**TASK OBJECTIVE:** Considering every line below, count those with the word "that" and give only the result.

**SUPPLIED MATERIAL:**
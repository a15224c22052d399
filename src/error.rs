use std::collections::BTreeMap;
use std::fmt;
use std::hash::{Hash, Hasher};

use serde_derive::{Deserialize, Serialize};
use serde_json::Value;
use thiserror::Error;

/// Domain every [`StoreError`] built by this crate is reported under
pub const ERROR_DOMAIN: &str = "migration_outcome.store";

pub const EXISTING_PERSISTENT_STORE_URL_KEY: &str = "existing_persistent_store_url";
pub const LOCAL_STORE_URL_KEY: &str = "local_store_url";
pub const TARGET_MODEL_KEY: &str = "target_model";
pub const TARGET_MODEL_VERSION_KEY: &str = "target_model_version";
pub const UNDERLYING_ERROR_KEY: &str = "underlying_error";
pub const ENTITY_KEY: &str = "entity";

/// Diagnostic payload attached to a [`StoreError`]
pub type UserInfo = BTreeMap<String, Value>;

/// Codes compare and hash by [`ErrorCode::value`], so `Other(3)`
/// is the same code as `MappingModelNotFound`
#[derive(Clone, Copy, Debug, Serialize, Deserialize)]
#[serde(from = "i64", into = "i64")]
pub enum ErrorCode {
    Unknown,
    /// A store of a different type already lives at the requested location
    DifferentStorageExistsAtUrl,
    /// No mapping model between the store's version and the target version
    MappingModelNotFound,
    /// More than one step is needed and progressive migrations are disabled
    ProgressiveMigrationRequired,
    /// The store can only be migrated asynchronously
    AsynchronousMigrationRequired,
    Internal,
    /// Raised from user code running inside a migration
    User,
    UserCancelled,
    PersistentStoreNotFound,
    /// A code not known to this registry
    Other(i64),
}

impl ErrorCode {
    pub fn value(&self) -> i64 {
        match self {
            ErrorCode::Unknown => 1,
            ErrorCode::DifferentStorageExistsAtUrl => 2,
            ErrorCode::MappingModelNotFound => 3,
            ErrorCode::ProgressiveMigrationRequired => 4,
            ErrorCode::AsynchronousMigrationRequired => 5,
            ErrorCode::Internal => 6,
            ErrorCode::User => 7,
            ErrorCode::UserCancelled => 8,
            ErrorCode::PersistentStoreNotFound => 9,
            ErrorCode::Other(value) => *value,
        }
    }

    /// The registered variant for this code's value
    pub fn normalized(&self) -> Self {
        ErrorCode::from(self.value())
    }

    pub fn default_message(&self) -> String {
        match self.normalized() {
            ErrorCode::Unknown => "An unknown error occurred.".to_string(),
            ErrorCode::DifferentStorageExistsAtUrl => {
                "A store of a different type already exists at the requested location.".to_string()
            }
            ErrorCode::MappingModelNotFound => {
                "No mapping model was found to migrate the store to the target version."
                    .to_string()
            }
            ErrorCode::ProgressiveMigrationRequired => {
                "The store needs a multi-step migration but progressive migrations are disabled."
                    .to_string()
            }
            ErrorCode::AsynchronousMigrationRequired => {
                "The store has to be migrated asynchronously.".to_string()
            }
            ErrorCode::Internal => "An internal error occurred.".to_string(),
            ErrorCode::User => "An error was returned by user code.".to_string(),
            ErrorCode::UserCancelled => "The operation was cancelled by the user.".to_string(),
            ErrorCode::PersistentStoreNotFound => {
                "No persistent store was found for the requested entity.".to_string()
            }
            ErrorCode::Other(value) => format!("Unregistered error code {}.", value),
        }
    }
}

impl From<i64> for ErrorCode {
    fn from(value: i64) -> Self {
        match value {
            1 => ErrorCode::Unknown,
            2 => ErrorCode::DifferentStorageExistsAtUrl,
            3 => ErrorCode::MappingModelNotFound,
            4 => ErrorCode::ProgressiveMigrationRequired,
            5 => ErrorCode::AsynchronousMigrationRequired,
            6 => ErrorCode::Internal,
            7 => ErrorCode::User,
            8 => ErrorCode::UserCancelled,
            9 => ErrorCode::PersistentStoreNotFound,
            other => ErrorCode::Other(other),
        }
    }
}

impl From<ErrorCode> for i64 {
    fn from(code: ErrorCode) -> Self {
        code.value()
    }
}

impl PartialEq for ErrorCode {
    fn eq(&self, other: &Self) -> bool {
        self.value() == other.value()
    }
}

impl Eq for ErrorCode {}

impl Hash for ErrorCode {
    fn hash<H: Hasher>(&self, state: &mut H) {
        self.value().hash(state);
    }
}

impl fmt::Display for ErrorCode {
    fn fmt(&self, f: &mut fmt::Formatter<'_>) -> fmt::Result {
        write!(f, "{}", self.value())
    }
}

/// An inspectable error a failed migration carries:
/// a code, the domain it belongs to, a message and a diagnostic payload
#[derive(Error, Clone, Debug, Serialize, Deserialize, PartialEq)]
#[error("{message} ({domain} error {code})")]
pub struct StoreError {
    code: ErrorCode,
    domain: String,
    message: String,
    #[serde(default)]
    user_info: UserInfo,
}

impl StoreError {
    pub fn new(code: impl Into<ErrorCode>) -> Self {
        Self::with_info(code, UserInfo::new())
    }

    pub fn with_info(code: impl Into<ErrorCode>, user_info: UserInfo) -> Self {
        let code = code.into().normalized();

        StoreError {
            code,
            domain: ERROR_DOMAIN.to_string(),
            message: code.default_message(),
            user_info,
        }
    }

    pub fn with_message(self, message: impl Into<String>) -> Self {
        StoreError {
            message: message.into(),
            ..self
        }
    }

    pub fn different_storage_exists_at_url(existing_url: impl Into<String>) -> Self {
        Self::with_info(
            ErrorCode::DifferentStorageExistsAtUrl,
            info([(EXISTING_PERSISTENT_STORE_URL_KEY, existing_url.into())]),
        )
    }

    pub fn mapping_model_not_found(
        local_store_url: impl Into<String>,
        target_model: impl Into<String>,
        target_model_version: impl Into<String>,
    ) -> Self {
        Self::with_info(
            ErrorCode::MappingModelNotFound,
            info([
                (LOCAL_STORE_URL_KEY, local_store_url.into()),
                (TARGET_MODEL_KEY, target_model.into()),
                (TARGET_MODEL_VERSION_KEY, target_model_version.into()),
            ]),
        )
    }

    pub fn progressive_migration_required(local_store_url: impl Into<String>) -> Self {
        Self::with_info(
            ErrorCode::ProgressiveMigrationRequired,
            info([(LOCAL_STORE_URL_KEY, local_store_url.into())]),
        )
    }

    pub fn asynchronous_migration_required(local_store_url: impl Into<String>) -> Self {
        Self::with_info(
            ErrorCode::AsynchronousMigrationRequired,
            info([(LOCAL_STORE_URL_KEY, local_store_url.into())]),
        )
    }

    pub fn internal(message: impl Into<String>) -> Self {
        Self::new(ErrorCode::Internal).with_message(message)
    }

    /// Wraps an error returned by user code. The whole error chain
    /// is kept under [`UNDERLYING_ERROR_KEY`], outermost first
    pub fn user(error: anyhow::Error) -> Self {
        let chain = error
            .chain()
            .map(|cause| Value::String(cause.to_string()))
            .collect::<Vec<Value>>();

        let mut user_info = UserInfo::new();
        user_info.insert(UNDERLYING_ERROR_KEY.to_string(), Value::Array(chain));

        Self::with_info(ErrorCode::User, user_info)
    }

    pub fn user_cancelled() -> Self {
        Self::new(ErrorCode::UserCancelled)
    }

    pub fn persistent_store_not_found(entity: impl Into<String>) -> Self {
        Self::with_info(
            ErrorCode::PersistentStoreNotFound,
            info([(ENTITY_KEY, entity.into())]),
        )
    }

    pub fn code(&self) -> ErrorCode {
        self.code
    }

    pub fn domain(&self) -> &str {
        &self.domain
    }

    pub fn message(&self) -> &str {
        &self.message
    }

    pub fn user_info(&self) -> &UserInfo {
        &self.user_info
    }

    pub fn info(&self, key: &str) -> Option<&Value> {
        self.user_info.get(key)
    }
}

impl From<anyhow::Error> for StoreError {
    fn from(error: anyhow::Error) -> Self {
        StoreError::user(error)
    }
}

fn info<const N: usize>(entries: [(&str, String); N]) -> UserInfo {
    entries
        .into_iter()
        .map(|(key, value)| (key.to_string(), Value::String(value)))
        .collect()
}
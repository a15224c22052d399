//! Describes a migration status
use std::fmt;

use serde_derive::{Deserialize, Serialize};

use crate::migration_result::MigrationResult;

#[derive(Clone, Copy, Debug, Serialize, Deserialize, Eq, PartialEq)]
pub enum MigrationStatus {
    /// Migration which is running now
    InProgress,
    /// Migration was successfully completed
    Succeeded,
    /// Migration was completed with an error
    Failed,
}

impl fmt::Display for MigrationStatus {
    fn fmt(&self, f: &mut fmt::Formatter<'_>) -> fmt::Result {
        match self {
            MigrationStatus::InProgress => write!(f, "In Progress"),
            MigrationStatus::Succeeded => write!(f, "Succeeded"),
            MigrationStatus::Failed => write!(f, "Failed"),
        }
    }
}

impl From<&MigrationResult> for MigrationStatus {
    fn from(result: &MigrationResult) -> Self {
        if result.is_success() {
            MigrationStatus::Succeeded
        } else {
            MigrationStatus::Failed
        }
    }
}
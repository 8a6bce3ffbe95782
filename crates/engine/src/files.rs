//! Data-directory naming scheme.
//!
//! Durable tables are named `sstable_<token>.db` (flush output) or
//! `sstable_<token>_compacted.db` (compaction output), where `<token>` is
//! the creation timestamp in nanoseconds, zero-padded to a fixed width so
//! that lexicographic order on names **is** chronological order. Anything
//! prefixed `temp_` is an in-progress artifact and invisible to readers.

use anyhow::{Context, Result};
use std::path::{Path, PathBuf};
use std::time::{SystemTime, UNIX_EPOCH};
use tracing::warn;

/// Prefix reserved for in-progress output files, skipped by all readers.
pub const TEMP_PREFIX: &str = "temp_";

const TABLE_PREFIX: &str = "sstable_";
const TABLE_SUFFIX: &str = ".db";
const COMPACTED_TAG: &str = "_compacted";

/// True for durable table names. `temp_` files fail the prefix test, so
/// they are excluded here without a separate check.
pub(crate) fn is_table_name(name: &str) -> bool {
    name.starts_with(TABLE_PREFIX) && name.ends_with(TABLE_SUFFIX)
}

/// Name for a fresh flush output.
pub(crate) fn flush_table_name() -> Result<String> {
    Ok(format!("{}{:020}{}", TABLE_PREFIX, now_token()?, TABLE_SUFFIX))
}

/// Name for a fresh compaction output.
pub(crate) fn compacted_table_name() -> Result<String> {
    Ok(format!(
        "{}{:020}{}{}",
        TABLE_PREFIX,
        now_token()?,
        COMPACTED_TAG,
        TABLE_SUFFIX
    ))
}

fn now_token() -> Result<u128> {
    Ok(SystemTime::now()
        .duration_since(UNIX_EPOCH)
        .context("system clock before unix epoch")?
        .as_nanos())
}

/// Every durable table in `dir`, sorted chronologically (oldest first).
pub(crate) fn list_tables(dir: &Path) -> Result<Vec<PathBuf>> {
    let mut names: Vec<String> = std::fs::read_dir(dir)
        .with_context(|| format!("failed to read data dir {}", dir.display()))?
        .filter_map(|e| e.ok())
        .filter_map(|e| e.file_name().into_string().ok())
        .filter(|n| is_table_name(n))
        .collect();

    names.sort();
    Ok(names.into_iter().map(|n| dir.join(n)).collect())
}

/// Removes leftover `temp_` files from interrupted flushes or compactions.
/// Best-effort: a file that cannot be removed is only logged.
pub(crate) fn cleanup_temp_files(dir: &Path) {
    let Ok(entries) = std::fs::read_dir(dir) else {
        return;
    };
    for entry in entries.flatten() {
        let path = entry.path();
        if let Some(name) = path.file_name().and_then(|n| n.to_str()) {
            if name.starts_with(TEMP_PREFIX) {
                if let Err(e) = std::fs::remove_file(&path) {
                    warn!(path = %path.display(), error = %e, "failed to remove temp file");
                }
            }
        }
    }
}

**RESPONSE:** 2